Benjamin Franklin said, "Honesty is the best policy."

This statement was not based on morality or religion. Franklin recognized the person who tells the truth will be better off in the end. My father advised, "Always tell the truth to your doctor and your lawyer or it may be fatal in either case." Daddy's advice may not have been original but it is good advice. When you tell the truth, you do not have to remember what you said.

Our clients are better than anyone else's clients. This does not mean that our clients are perfect. No matter how bad your spouse and no matter how much your spouse may be at fault, some facts probably reflect unfavorably upon you. When preparing your case, we must know the bad facts. To represent you effectively, we must be prepared to deal with whatever is brought before the court, although it may be bad or may be untrue. Usually there is some valid explanation or some way to reduce the impact. We want to be prepared for any unpleasant fact.

We see our role as lawyers as first determining the truth and then explaining to the court why the truth is favorable to our client and why the truth entitles our client to a favorable result.

If you make a false statement to your spouse or to another person, then the other side may use the false statement in court to impeach you to show your testimony should not be believed because you are not an honest person. See My Favorite War Story #3: A Pointless Lie, page 14, for a good, or bad, example of what can happen when someone lies.

If your spouse or anyone else asks you a question outside of court, you always have the right to respond, "I will not discuss that" or "That is not your concern." You may even state, "My lawyer advised me not to discuss that" and it will be true because I advise all clients not to discuss their cases except in my office and in court.

Perjury is a dishonest statement on a material fact under oath. Perjury is a felony, punishable by up to five years in jail. Criminal prosecution, while a risk, is not a great risk. The greatest risk of perjury is that if the trial judge recognizes perjury, he will not grant relief to the person committing perjury and will probably rule for the other side.

Our clients tell the truth, even when the truth hurts. We expect the trial judge to believe every word of our clients' testimony. You will benefit because our past clients have told the truth and our future clients will benefit because you told the truth.

If a witness tells the truth when the truth is embarrassing or unfavorable, then that witness enhances his own believability and makes the remainder of his testimony more believable.

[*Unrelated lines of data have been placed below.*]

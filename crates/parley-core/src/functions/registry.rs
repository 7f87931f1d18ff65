use std::collections::HashMap;
use std::sync::Arc;

use async_trait::async_trait;
use parking_lot::RwLock;
use serde_json::Value;
use tracing::warn;

use super::system_functions;
use super::{Function, FunctionDefinition, FunctionError};

/// Name -> callable. Unknown names only fail when they are invoked.
#[derive(Default)]
pub struct FunctionRegistry {
    functions: RwLock<HashMap<String, Arc<dyn Function>>>,
}

impl FunctionRegistry {
    pub fn new() -> Self {
        Self::default()
    }

    pub fn with_system_functions() -> Self {
        let registry = Self::new();
        for function in system_functions::all() {
            registry.register(function);
        }
        registry
    }

    pub fn register(&self, function: Arc<dyn Function>) {
        let name = function.definition().name;
        self.functions.write().insert(name, function);
    }

    /// Register a synchronous closure as a function.
    pub fn register_fn<F>(&self, definition: FunctionDefinition, f: F)
    where
        F: Fn(Value) -> Result<String, FunctionError> + Send + Sync + 'static,
    {
        self.register(Arc::new(ClosureFunction {
            definition,
            call: Box::new(f),
        }));
    }

    pub fn get(&self, name: &str) -> Option<Arc<dyn Function>> {
        self.functions.read().get(name).cloned()
    }

    pub fn names(&self) -> Vec<String> {
        let mut names: Vec<String> = self.functions.read().keys().cloned().collect();
        names.sort();
        names
    }

    /// Definitions for an assistant's selected functions, in selection order.
    pub fn definitions(&self, names: &[String]) -> Vec<FunctionDefinition> {
        let functions = self.functions.read();
        names
            .iter()
            .filter_map(|name| match functions.get(name) {
                Some(function) => Some(function.definition()),
                None => {
                    warn!(function = %name, "Selected function is not registered");
                    None
                }
            })
            .collect()
    }
}

type SyncCall = Box<dyn Fn(Value) -> Result<String, FunctionError> + Send + Sync>;

struct ClosureFunction {
    definition: FunctionDefinition,
    call: SyncCall,
}

#[async_trait]
impl Function for ClosureFunction {
    fn definition(&self) -> FunctionDefinition {
        self.definition.clone()
    }

    async fn call(&self, arguments: Value) -> Result<String, FunctionError> {
        (self.call)(arguments)
    }
}
use std::sync::Arc;
use std::time::Duration;

use async_trait::async_trait;
use chrono::{DateTime, Local};
use tokio::task::AbortHandle;
use tracing::{debug, info, warn};
use uuid::Uuid;

use crate::error::ParleyResult;
use crate::models::task::MULTI_ASSISTANT;
use crate::models::{LockedMap, ScheduledTask, TaskEvent};

/// When and how often a task runs.
#[derive(Clone, Debug, PartialEq)]
pub struct ScheduleSpec {
    /// Absent or past means now.
    pub start_at: Option<DateTime<Local>>,
    pub interval: Duration,
    pub recurrence_count: u32,
}

impl ScheduleSpec {
    pub fn once() -> Self {
        Self {
            start_at: None,
            interval: Duration::ZERO,
            recurrence_count: 1,
        }
    }

    pub fn every(interval: Duration, recurrence_count: u32) -> Self {
        Self {
            start_at: None,
            interval,
            recurrence_count,
        }
    }

    pub fn starting_at(mut self, start_at: DateTime<Local>) -> Self {
        self.start_at = Some(start_at);
        self
    }

    fn initial_delay(&self) -> Duration {
        self.start_at
            .and_then(|at| (at - Local::now()).to_std().ok())
            .unwrap_or(Duration::ZERO)
    }
}

impl Default for ScheduleSpec {
    fn default() -> Self {
        Self::once()
    }
}

/// Receives the callbacks of every schedule. An `Execute` error ends the
/// schedule with `Failed`.
#[async_trait]
pub trait TaskEventHandler: Send + Sync {
    async fn on_task_event(&self, event: TaskEvent) -> ParleyResult<()>;
}

#[derive(Clone, Debug, PartialEq)]
pub struct ScheduleInfo {
    pub id: String,
    pub assistant: String,
    pub task: ScheduledTask,
    pub spec: ScheduleSpec,
}

#[derive(Clone)]
struct ScheduleEntry {
    info: ScheduleInfo,
    abort: Option<AbortHandle>,
}

pub struct TaskScheduler {
    handler: Arc<dyn TaskEventHandler>,
    schedules: Arc<LockedMap<String, ScheduleEntry>>,
}

impl TaskScheduler {
    pub fn new(handler: Arc<dyn TaskEventHandler>) -> Self {
        Self {
            handler,
            schedules: Arc::new(LockedMap::new()),
        }
    }

    /// Start a schedule and return its id.
    pub fn schedule(&self, assistant: &str, task: ScheduledTask, spec: ScheduleSpec) -> String {
        let id = Uuid::new_v4().to_string();
        let info = ScheduleInfo {
            id: id.clone(),
            assistant: assistant.to_string(),
            task,
            spec,
        };
        self.schedules.insert(
            id.clone(),
            ScheduleEntry {
                info: info.clone(),
                abort: None,
            },
        );
        info!(schedule_id = %id, assistant = %assistant, task = info.task.label(), "Task scheduled");

        let handler = self.handler.clone();
        let schedules = self.schedules.clone();
        let task_id = id.clone();
        let handle = tokio::spawn(async move {
            run_schedule(info, handler).await;
            schedules.remove(&task_id);
        });
        self.schedules
            .update(&id, |entry| entry.abort = Some(handle.abort_handle()));
        id
    }

    /// Stop a schedule; its binding is released through a `Failed` callback.
    pub async fn cancel(&self, schedule_id: &str) -> bool {
        let Some(entry) = self.schedules.remove(&schedule_id.to_string()) else {
            return false;
        };
        if let Some(abort) = entry.abort {
            abort.abort();
        }
        info!(schedule_id = %schedule_id, "Schedule cancelled");

        let event = TaskEvent::Failed {
            schedule_id: schedule_id.to_string(),
            assistant: reported_assistant(&entry.info),
            error: "Schedule cancelled".to_string(),
        };
        if let Err(e) = self.handler.on_task_event(event).await {
            warn!(schedule_id = %schedule_id, error = %e, "Failed to report cancelled schedule");
        }
        true
    }

    pub fn schedules(&self) -> Vec<ScheduleInfo> {
        let mut infos: Vec<ScheduleInfo> = self
            .schedules
            .values()
            .into_iter()
            .map(|entry| entry.info)
            .collect();
        infos.sort_by(|a, b| a.assistant.cmp(&b.assistant).then(a.id.cmp(&b.id)));
        infos
    }

    pub fn shutdown(&self) {
        for entry in self.schedules.values() {
            if let Some(abort) = entry.abort {
                abort.abort();
            }
        }
    }
}

fn reported_assistant(info: &ScheduleInfo) -> String {
    match info.task {
        ScheduledTask::Multi { .. } => MULTI_ASSISTANT.to_string(),
        _ => info.assistant.clone(),
    }
}

async fn run_schedule(info: ScheduleInfo, handler: Arc<dyn TaskEventHandler>) {
    let assistant = reported_assistant(&info);
    let delay = info.spec.initial_delay();
    if !delay.is_zero() {
        debug!(schedule_id = %info.id, delay_secs = delay.as_secs(), "Waiting for start time");
        tokio::time::sleep(delay).await;
    }

    let recurrences = info.spec.recurrence_count.max(1);
    for recurrence in 0..recurrences {
        if recurrence > 0 {
            tokio::time::sleep(info.spec.interval).await;
        }

        let started = TaskEvent::Started {
            schedule_id: info.id.clone(),
            assistant: assistant.clone(),
        };
        if let Err(e) = handler.on_task_event(started).await {
            warn!(schedule_id = %info.id, error = %e, "Task start callback failed");
        }

        for (target, request) in info.task.executions(&info.assistant) {
            let execute = TaskEvent::Execute {
                schedule_id: info.id.clone(),
                assistant: target.clone(),
                request,
            };
            if let Err(e) = handler.on_task_event(execute).await {
                warn!(schedule_id = %info.id, assistant = %target, error = %e, "Task execution failed");
                let failed = TaskEvent::Failed {
                    schedule_id: info.id.clone(),
                    assistant: assistant.clone(),
                    error: e.to_string(),
                };
                if let Err(e) = handler.on_task_event(failed).await {
                    warn!(schedule_id = %info.id, error = %e, "Task failure callback failed");
                }
                return;
            }
        }
    }

    let completed = TaskEvent::Completed {
        schedule_id: info.id.clone(),
        assistant,
        result: format!("{recurrences} recurrence(s) of {} task completed", info.task.label()),
    };
    if let Err(e) = handler.on_task_event(completed).await {
        warn!(schedule_id = %info.id, error = %e, "Task completion callback failed");
    }
    info!(schedule_id = %info.id, "Schedule finished");
}
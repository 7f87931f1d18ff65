use std::fmt;

use serde::{Deserialize, Serialize};

/// Lifecycle of one run of one assistant on one thread.
#[derive(Clone, Copy, Debug, PartialEq, Eq, Serialize, Deserialize)]
#[serde(rename_all = "snake_case")]
pub enum RunState {
    Idle,
    Submitted,
    Streaming,
    Polling,
    RequiresToolOutput,
    Completed,
    Failed,
    Cancelled,
}

impl RunState {
    pub fn is_terminal(&self) -> bool {
        matches!(self, Self::Completed | Self::Failed | Self::Cancelled)
    }

    pub fn is_cancellable(&self) -> bool {
        matches!(
            self,
            Self::Submitted | Self::Streaming | Self::Polling | Self::RequiresToolOutput
        )
    }

    pub fn can_transition_to(&self, next: RunState) -> bool {
        use RunState::*;
        match (self, next) {
            (Idle, Submitted) => true,
            (Idle, Failed) => true,
            (Submitted, Streaming | Polling) => true,
            (Streaming | Polling, RequiresToolOutput) => true,
            (RequiresToolOutput, Submitted) => true,
            (Submitted | Streaming | Polling | RequiresToolOutput, Completed | Failed | Cancelled) => {
                true
            }
            _ => false,
        }
    }
}

impl fmt::Display for RunState {
    fn fmt(&self, f: &mut fmt::Formatter<'_>) -> fmt::Result {
        let name = match self {
            Self::Idle => "idle",
            Self::Submitted => "submitted",
            Self::Streaming => "streaming",
            Self::Polling => "polling",
            Self::RequiresToolOutput => "requires_tool_output",
            Self::Completed => "completed",
            Self::Failed => "failed",
            Self::Cancelled => "cancelled",
        };
        f.write_str(name)
    }
}

#[derive(Clone, Copy, Debug, PartialEq, Eq, Serialize, Deserialize)]
#[serde(rename_all = "snake_case")]
pub enum FailureKind {
    /// Reported by the provider with its own code.
    Provider,
    /// No provider response within the connection timeout.
    Timeout,
    /// Transport or decoding fault on our side.
    Exception,
}

#[derive(Clone, Debug, PartialEq, Eq, Serialize, Deserialize)]
pub struct RunFailure {
    pub kind: FailureKind,
    pub code: String,
    pub message: String,
}

impl RunFailure {
    pub fn provider(code: impl Into<String>, message: impl Into<String>) -> Self {
        Self {
            kind: FailureKind::Provider,
            code: code.into(),
            message: message.into(),
        }
    }

    pub fn timeout(message: impl Into<String>) -> Self {
        Self {
            kind: FailureKind::Timeout,
            code: "timeout".to_string(),
            message: message.into(),
        }
    }

    pub fn exception(code: impl Into<String>, message: impl Into<String>) -> Self {
        Self {
            kind: FailureKind::Exception,
            code: code.into(),
            message: message.into(),
        }
    }
}

impl fmt::Display for RunFailure {
    fn fmt(&self, f: &mut fmt::Formatter<'_>) -> fmt::Result {
        write!(f, "[{}] {}", self.code, self.message)
    }
}

/// How a run ended.
#[derive(Clone, Debug, PartialEq, Eq)]
pub enum RunTermination {
    Completed,
    Failed(RunFailure),
    Cancelled,
}

impl RunTermination {
    pub fn state(&self) -> RunState {
        match self {
            Self::Completed => RunState::Completed,
            Self::Failed(_) => RunState::Failed,
            Self::Cancelled => RunState::Cancelled,
        }
    }
}

/// Returned by the controller once a run reached its terminal state.
#[derive(Clone, Debug, PartialEq, Eq)]
pub struct RunSummary {
    pub assistant: String,
    pub thread: String,
    pub run_id: Option<String>,
    pub state: RunState,
    pub failure: Option<RunFailure>,
}
impl WireAnnotation {
    fn into_annotation(self) -> Option<Annotation> {
        match self {
            WireAnnotation::FileCitation {
                text,
                file_citation,
            } => Some(Annotation {
                text,
                kind: AnnotationKind::FileCitation {
                    file_id: file_citation.file_id,
                },
            }),
            WireAnnotation::FilePath { text, file_path } => Some(Annotation {
                text,
                kind: AnnotationKind::FilePath {
                    file_id: file_path.file_id,
                },
            }),
            WireAnnotation::Other => None,
        }
    }
}

#[derive(Deserialize)]
struct WireFileRef {
    file_id: String,
}

#[derive(Deserialize)]
struct WireRun {
    id: String,
    #[serde(default)]
    status: String,
    #[serde(default)]
    required_action: Option<WireRequiredAction>,
    #[serde(default)]
    last_error: Option<WireError>,
}

impl WireRun {
    fn tool_calls(&self) -> Vec<ToolCall> {
        self.required_action
            .as_ref()
            .and_then(|a| a.submit_tool_outputs.as_ref())
            .map(|s| {
                s.tool_calls
                    .iter()
                    .map(|c| {
                        let (name, arguments) = match &c.function {
                            Some(f) => (
                                f.name.clone().unwrap_or_default(),
                                f.arguments.clone().unwrap_or_default(),
                            ),
                            None => (String::new(), String::new()),
                        };
                        ToolCall {
                            call_id: c.id.clone(),
                            name,
                            arguments,
                        }
                    })
                    .collect()
            })
            .unwrap_or_default()
    }

    fn error_parts(&self) -> (String, String) {
        let code = self
            .last_error
            .as_ref()
            .and_then(|e| e.code.clone())
            .unwrap_or_else(|| "run_failed".to_string());
        let message = self
            .last_error
            .as_ref()
            .and_then(|e| e.message.clone())
            .unwrap_or_else(|| "Run failed".to_string());
        (code, message)
    }

    fn into_snapshot(self) -> ProviderResult<RunSnapshot> {
        let status = RunStatus::parse(&self.status).ok_or_else(|| {
            ProviderError::InvalidResponse(format!("unknown run status '{}'", self.status))
        })?;
        let required_tool_calls = self.tool_calls();
        let last_error = match status {
            RunStatus::Failed => Some(self.error_parts()),
            _ => None,
        };
        Ok(RunSnapshot {
            run_id: self.id,
            status,
            required_tool_calls,
            last_error,
        })
    }
}

#[derive(Deserialize)]
struct WireRequiredAction {
    #[serde(default)]
    submit_tool_outputs: Option<WireSubmitToolOutputs>,
}

#[derive(Deserialize)]
struct WireSubmitToolOutputs {
    #[serde(default)]
    tool_calls: Vec<WireToolCall>,
}

#[derive(Deserialize)]
struct WireToolCall {
    id: String,
    #[serde(default)]
    function: Option<WireFunction>,
}

#[derive(Deserialize)]
struct WireFunction {
    #[serde(default)]
    name: Option<String>,
    #[serde(default)]
    arguments: Option<String>,
}

#[derive(Deserialize)]
struct WireError {
    #[serde(default)]
    code: Option<String>,
    #[serde(default, rename = "type")]
    kind: Option<String>,
    #[serde(default)]
    message: Option<String>,
}

#[derive(Deserialize)]
struct WireMessageDelta {
    delta: WireDeltaBody,
}

#[derive(Deserialize)]
struct WireDeltaBody {
    #[serde(default)]
    content: Vec<WireDeltaContent>,
}

#[derive(Deserialize)]
#[serde(tag = "type", rename_all = "snake_case")]
enum WireDeltaContent {
    Text {
        text: WireDeltaText,
    },
    #[serde(other)]
    Other,
}

#[derive(Deserialize)]
struct WireDeltaText {
    #[serde(default)]
    value: Option<String>,
}

#[derive(Deserialize)]
struct WireStepDelta {
    delta: WireStepDeltaBody,
}

#[derive(Deserialize)]
struct WireStepDeltaBody {
    #[serde(default)]
    step_details: Option<WireStepDetails>,
}

#[derive(Deserialize)]
struct WireRunStep {
    step_details: WireStepDetails,
}

#[derive(Deserialize)]
struct WireStepDetails {
    #[serde(default)]
    tool_calls: Vec<WireStepToolCall>,
}

#[derive(Deserialize)]
struct WireStepToolCall {
    #[serde(default)]
    id: Option<String>,
    #[serde(default, rename = "type")]
    kind: Option<String>,
    #[serde(default)]
    function: Option<WireFunction>,
}

#[derive(Deserialize)]
struct WireCompletion {
    choices: Vec<WireChoice>,
}

#[derive(Deserialize)]
struct WireChoice {
    message: WireChoiceMessage,
}

#[derive(Deserialize)]
struct WireChoiceMessage {
    #[serde(default)]
    content: Option<String>,
}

Our policy on perjury is inflexible. We will not tolerate it. When we recognize that our witness is not telling the truth, then we ask the judge for a recess. We advise the witness he must correct the perjured testimony. If he does not correct the testimony, we advise the trial judge of the perjury, unless the witness is our own client in which case we ask the trial judge to relieve us immediately as his attorneys.

If the witness who commits perjury is an adverse party or witness then there is little we can do except try to expose the perjury and hope that our client will be believed. We never encourage criminal prosecutions by individuals. Several family court judges who believe a witness committed perjury, order a transcript of the proceedings delivered to the circuit solicitor’s office with the recommendation the witness be prosecuted for perjury.

Honesty is the only acceptable policy.

My Favorite War Stories #2:
Making the Best of the Truth



The husband sought a divorce upon the grounds of habitual drunkenness. I represented the wife with a severe alcohol problem. She admitted her alcoholism. I argued that she needed alimony because the disease of alcoholism impaired her ability to earn income. The family court judge agreed with me and awarded alimony. The happy ending: My client is now a recovering alcoholic and is leading a happy and productive life.

My Favorite War Stories #3:
A Pointless Lie



My client told me this was her fourth marriage. She had a good case, a 20-year-marriage, a bad husband, a need for alimony and attorney’s fees, and an entitlement to a good property division. When I questioned her in court, she was an excellent witness, honest, sincere, and sympathetic.

On cross-examination the other lawyer, a very fine attorney who has since become a judge, asked my client how many times she had been married. She replied four. He asked if that included this marriage and she said yes. He asked her the names of her husbands and she named four. I did not like where this was going because I knew that the other lawyer knew something that I did not know. He then asked her, “What about Sam Smith?” She replied, “I did not think that anyone knew about that.”

The judge believed nothing my client said. He resolved all issues favorable to the husband. I was sick and she was broke, all because she did not tell the truth about a matter that made no difference so long as she was honest.